Bases of Psychopathology

Introduction

The case is based on a young girl known as Gina Strowalski, who was a 23 year-old part-time student at a local community college who also worked as a barista at a local coffee shop. She lived with her parents and two sisters. She experienced some mental problems at various occasions. Gina collapsed one day at her graduate school and was brought to emergency for medical checkup. The doctors made a diagnosis that Gina suffered from high level of fatigue and it was affecting her quite badly. All these factors have given a rise to the clinical diagnosis known as Psychopathology. The application of this diagnosis in such a situation is quite important. Therefore, all the issues related to bases of psychopathology will be discussed in detail.
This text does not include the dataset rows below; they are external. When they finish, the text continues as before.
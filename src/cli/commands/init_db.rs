use anyhow::Result;
use business_manager::Config;
use std::time::Duration;

pub async fn handle_init_db(config: &Config) -> Result<()> {
    let pool = crate::cli::open_migrated_pool(config).await?;
    pool.close(Duration::from_secs(5)).await?;

    println!("Database initialised at {}", config.database.url);
    Ok(())
}
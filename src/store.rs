//! Queries over a lent [`DbConnection`]
//!
//! Every statement runs inside a `session()`/[`settle`] pair so that a
//! cancelled or failed query never puts a half-used connection back in the
//! pool.

use crate::api_models::{EmployeeIn, RuleUpdate, ShiftIn, TransactionIn};
use crate::db::{DbConnection, settle};
use crate::models::{Employee, Shift, TaxSuperRule, Transaction};
use crate::{BusinessError, Result};
use sqlx::{Connection, SqliteConnection};
use tracing::{debug, instrument};

pub async fn list_employees(conn: &mut DbConnection) -> Result<Vec<Employee>> {
    let result = sqlx::query_as::<_, Employee>("SELECT * FROM employee ORDER BY id")
        .fetch_all(conn.session())
        .await;
    settle(conn, result)
}

pub async fn count_employees(conn: &mut DbConnection) -> Result<usize> {
    let result = sqlx::query_scalar::<_, i64>("SELECT COUNT(*) FROM employee")
        .fetch_one(conn.session())
        .await;
    Ok(settle(conn, result)? as usize)
}

pub async fn find_employee(conn: &mut DbConnection, id: i64) -> Result<Option<Employee>> {
    let result = sqlx::query_as::<_, Employee>("SELECT * FROM employee WHERE id = ?")
        .bind(id)
        .fetch_optional(conn.session())
        .await;
    settle(conn, result)
}

#[instrument(skip(conn, employee), fields(name = %employee.name))]
pub async fn insert_employee(conn: &mut DbConnection, employee: &EmployeeIn) -> Result<Employee> {
    let result = sqlx::query_as::<_, Employee>(
        "INSERT INTO employee (name, email, employment_type, tfn, abn, hourly_rate, role, \
         max_hours_week, pay_preference) VALUES (?, ?, ?, ?, ?, ?, ?, ?, ?) RETURNING *",
    )
    .bind(&employee.name)
    .bind(&employee.email)
    .bind(employee.employment_type)
    .bind(&employee.tfn)
    .bind(&employee.abn)
    .bind(employee.hourly_rate)
    .bind(&employee.role)
    .bind(employee.max_hours_week)
    .bind(employee.pay_preference)
    .fetch_one(conn.session())
    .await;
    let created = settle(conn, result)?;
    debug!("Created employee {}", created.id);
    Ok(created)
}

pub async fn list_shifts(conn: &mut DbConnection) -> Result<Vec<Shift>> {
    let result = sqlx::query_as::<_, Shift>("SELECT * FROM shift ORDER BY id")
        .fetch_all(conn.session())
        .await;
    settle(conn, result)
}

#[instrument(skip(conn, shift), fields(day = %shift.day))]
pub async fn insert_shift(conn: &mut DbConnection, shift: &ShiftIn) -> Result<Shift> {
    if let Some(employee_id) = shift.employee_id {
        if find_employee(conn, employee_id).await?.is_none() {
            return Err(BusinessError::Validation(format!(
                "employee {} does not exist",
                employee_id
            )));
        }
    }

    let result = sqlx::query_as::<_, Shift>(
        "INSERT INTO shift (employee_id, day, start_time, end_time, role, expected_busyness, \
         max_shift_hours) VALUES (?, ?, ?, ?, ?, ?, ?) RETURNING *",
    )
    .bind(shift.employee_id)
    .bind(&shift.day)
    .bind(&shift.start)
    .bind(&shift.end)
    .bind(&shift.role)
    .bind(shift.expected_busyness)
    .bind(shift.max_shift_hours)
    .fetch_one(conn.session())
    .await;
    settle(conn, result)
}

/// Apply `(shift_id, employee_id)` assignments atomically. A shift someone
/// else assigned in the meantime keeps its employee. Returns the number of
/// shifts updated.
#[instrument(skip(conn, assignments), fields(count = assignments.len()))]
pub async fn assign_shifts(conn: &mut DbConnection, assignments: &[(i64, i64)]) -> Result<u64> {
    let result = apply_assignments(conn.session(), assignments).await;
    let updated = settle(conn, result)?;
    debug!("Assigned {} of {} shifts", updated, assignments.len());
    Ok(updated)
}

async fn apply_assignments(
    db: &mut SqliteConnection,
    assignments: &[(i64, i64)],
) -> sqlx::Result<u64> {
    let mut tx = db.begin().await?;
    let mut updated = 0;
    for (shift_id, employee_id) in assignments {
        updated += sqlx::query(
            "UPDATE shift SET employee_id = ? WHERE id = ? AND employee_id IS NULL",
        )
        .bind(employee_id)
        .bind(shift_id)
        .execute(&mut *tx)
        .await?
        .rows_affected();
    }
    tx.commit().await?;
    Ok(updated)
}

pub async fn list_transactions(conn: &mut DbConnection) -> Result<Vec<Transaction>> {
    let result = sqlx::query_as::<_, Transaction>("SELECT * FROM cash_transaction ORDER BY id")
        .fetch_all(conn.session())
        .await;
    settle(conn, result)
}

pub async fn insert_transaction(
    conn: &mut DbConnection,
    tx: &TransactionIn,
) -> Result<Transaction> {
    let result = sqlx::query_as::<_, Transaction>(
        "INSERT INTO cash_transaction (date, kind, method, category, amount) \
         VALUES (?, ?, ?, ?, ?) RETURNING *",
    )
    .bind(&tx.date)
    .bind(tx.kind)
    .bind(tx.method)
    .bind(&tx.category)
    .bind(tx.amount)
    .fetch_one(conn.session())
    .await;
    settle(conn, result)
}

/// The active tax and super rules
pub async fn load_rules(conn: &mut DbConnection) -> Result<TaxSuperRule> {
    let result =
        sqlx::query_as::<_, TaxSuperRule>("SELECT * FROM tax_super_rule ORDER BY id LIMIT 1")
            .fetch_optional(conn.session())
            .await;
    settle(conn, result)?
        .ok_or_else(|| BusinessError::NotFound("tax and super rules".to_string()))
}

/// Overwrite the fields present in `update`, keeping the rest
#[instrument(skip(conn, update))]
pub async fn update_rules(conn: &mut DbConnection, update: &RuleUpdate) -> Result<TaxSuperRule> {
    let current = load_rules(conn).await?;

    let result = sqlx::query_as::<_, TaxSuperRule>(
        "UPDATE tax_super_rule SET \
            super_rate = COALESCE(?, super_rate), \
            int_student_weekly_cap = COALESCE(?, int_student_weekly_cap), \
            bracket1_max = COALESCE(?, bracket1_max), \
            bracket1_rate = COALESCE(?, bracket1_rate), \
            bracket2_max = COALESCE(?, bracket2_max), \
            bracket2_base = COALESCE(?, bracket2_base), \
            bracket2_rate = COALESCE(?, bracket2_rate), \
            bracket3_base = COALESCE(?, bracket3_base), \
            bracket3_rate = COALESCE(?, bracket3_rate), \
            abn_withholding_rate = COALESCE(?, abn_withholding_rate) \
         WHERE id = ? RETURNING *",
    )
    .bind(update.super_rate)
    .bind(update.int_student_weekly_cap)
    .bind(update.bracket1_max)
    .bind(update.bracket1_rate)
    .bind(update.bracket2_max)
    .bind(update.bracket2_base)
    .bind(update.bracket2_rate)
    .bind(update.bracket3_base)
    .bind(update.bracket3_rate)
    .bind(update.abn_withholding_rate)
    .bind(current.id)
    .fetch_one(conn.session())
    .await;
    settle(conn, result)
}
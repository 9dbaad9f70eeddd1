//! Shared fixtures for integration tests
#![allow(dead_code)]

use async_trait::async_trait;
use bb8::ManageConnection;
use business_manager::config::{DatabaseConfig, PoolConfig};
use business_manager::db::{self, ConnectionPool, ConnectionPoolBuilder, schema};
use business_manager::http_server::AppState;
use std::sync::Arc;
use std::sync::atomic::{AtomicBool, AtomicU32, Ordering};
use std::time::Duration;
use tempfile::TempDir;

#[derive(Debug)]
pub struct MockConnection {
    pub id: u32,
    pub broken: bool,
}

/// In-memory connection source with switches for failure modes
#[derive(Clone, Default)]
pub struct MockManager {
    pub opened: Arc<AtomicU32>,
    pub fail_connect: Arc<AtomicBool>,
    pub invalid: Arc<AtomicBool>,
    pub connect_delay: Duration,
    pub validate_delay: Duration,
}

impl MockManager {
    pub fn new() -> Self {
        Self::default()
    }

    pub fn with_connect_delay(delay: Duration) -> Self {
        Self {
            connect_delay: delay,
            ..Self::default()
        }
    }

    pub fn with_validate_delay(delay: Duration) -> Self {
        Self {
            validate_delay: delay,
            ..Self::default()
        }
    }

    pub fn opened(&self) -> u32 {
        self.opened.load(Ordering::SeqCst)
    }
}

#[async_trait]
impl ManageConnection for MockManager {
    type Connection = MockConnection;
    type Error = std::io::Error;

    async fn connect(&self) -> Result<MockConnection, std::io::Error> {
        if !self.connect_delay.is_zero() {
            tokio::time::sleep(self.connect_delay).await;
        }
        if self.fail_connect.load(Ordering::SeqCst) {
            let refused = std::io::ErrorKind::ConnectionRefused;
            return Err(std::io::Error::new(refused, "mock refused"));
        }
        Ok(MockConnection {
            id: self.opened.fetch_add(1, Ordering::SeqCst),
            broken: false,
        })
    }

    async fn is_valid(&self, _conn: &mut MockConnection) -> Result<(), std::io::Error> {
        if !self.validate_delay.is_zero() {
            tokio::time::sleep(self.validate_delay).await;
        }
        if self.invalid.load(Ordering::SeqCst) {
            return Err(std::io::Error::new(std::io::ErrorKind::BrokenPipe, "mock invalid"));
        }
        Ok(())
    }

    fn has_broken(&self, conn: &mut MockConnection) -> bool {
        conn.broken
    }
}

pub async fn mock_pool(
    manager: MockManager,
    max_size: u32,
    min_idle: u32,
    timeout: Duration,
) -> ConnectionPool<MockManager> {
    ConnectionPoolBuilder::new(manager)
        .max_size(max_size)
        .min_idle(min_idle)
        .acquire_timeout(timeout)
        .replenish_backoff(Duration::from_millis(10))
        .build()
        .await
        .unwrap()
}

pub fn temp_database(dir: &TempDir) -> DatabaseConfig {
    DatabaseConfig {
        url: format!("sqlite://{}", dir.path().join("business.db").display()),
        busy_timeout_ms: 5_000,
    }
}

pub fn small_pool(max_size: u32, acquire_timeout_ms: u64) -> PoolConfig {
    PoolConfig {
        max_size,
        min_idle: 0,
        acquire_timeout_ms,
        ..PoolConfig::default()
    }
}

/// Application state over a freshly migrated SQLite file in `dir`
pub async fn test_state(dir: &TempDir, pool: PoolConfig) -> AppState {
    let pool = db::connect(&temp_database(dir), &pool).await.unwrap();
    {
        let mut conn = pool.acquire().await.unwrap();
        schema::migrate(&mut conn).await.unwrap();
    }
    AppState::new(pool)
}

/// Poll `condition` until it holds or a second has passed
pub async fn eventually(mut condition: impl FnMut() -> bool) -> bool {
    for _ in 0..100 {
        if condition() {
            return true;
        }
        tokio::time::sleep(Duration::from_millis(10)).await;
    }
    condition()
}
Overview of psychoanalysis of Gina Psychoanalysis, in theory and in practice, has historically privileged the parent child relationship. There is a cultural sensibility to this tradition, as it is commonly understood that parents, both genetically and socially, are prominent players in determining who their children become as adults. This social and cultural emphasis has guided the development of psychoanalytic theory and its application from Freud's theory of the Oedipus complex to contemporary clinicians' work in the treatment room. When a patient enters analytic treatment, the basic concept of the importance of the parent, as an external figure and an internal object, can easily guide the analytic couple toward an emphasis on the patient's relationships with her parents. Clinicians are trained to think in complex ways about a patient's parents, the impact of the primary parental objects henceforth referred to as mother, the importance of the child's earliest experiences, and the ways that the child internalizes the parents, to name a few but there is minimal, if any, focus on the sibling relationship even though most children in America grow up with siblings, the average number of children per household is 1.88. There is limited psychoanalytic literature on siblings and, with the exception of a description of sibling identifications that was presented by the researchers in 1982; there is virtually no theoretical framework for conceptualizing and attending to the dynamics of siblings. Further overlooked are the nuances of sibling dyads and the interrelationship of the parent-child and child-sibling dyads. If people understand the parent-child relationship to be crucial to psychological development, then it must also be considered when examining the sibling relationship. This author argues that the two relationships (sibling-sibling and parent-child), when present, are dynamically interrelated and that one's psychological development may be meaningfully influenced by both mother and sibling.

The application of Object Relations theory in the case

The central axiom of Object Relations theory is that humans are object-seeking. From earliest infancy the human is engaged in a continuous process of searching for relationships to others, not solely for the gratification of drive needs, but for the opportunity to build, through capacity for identification, an integrated identity. In most cases, the infant's earliest relationship is to ...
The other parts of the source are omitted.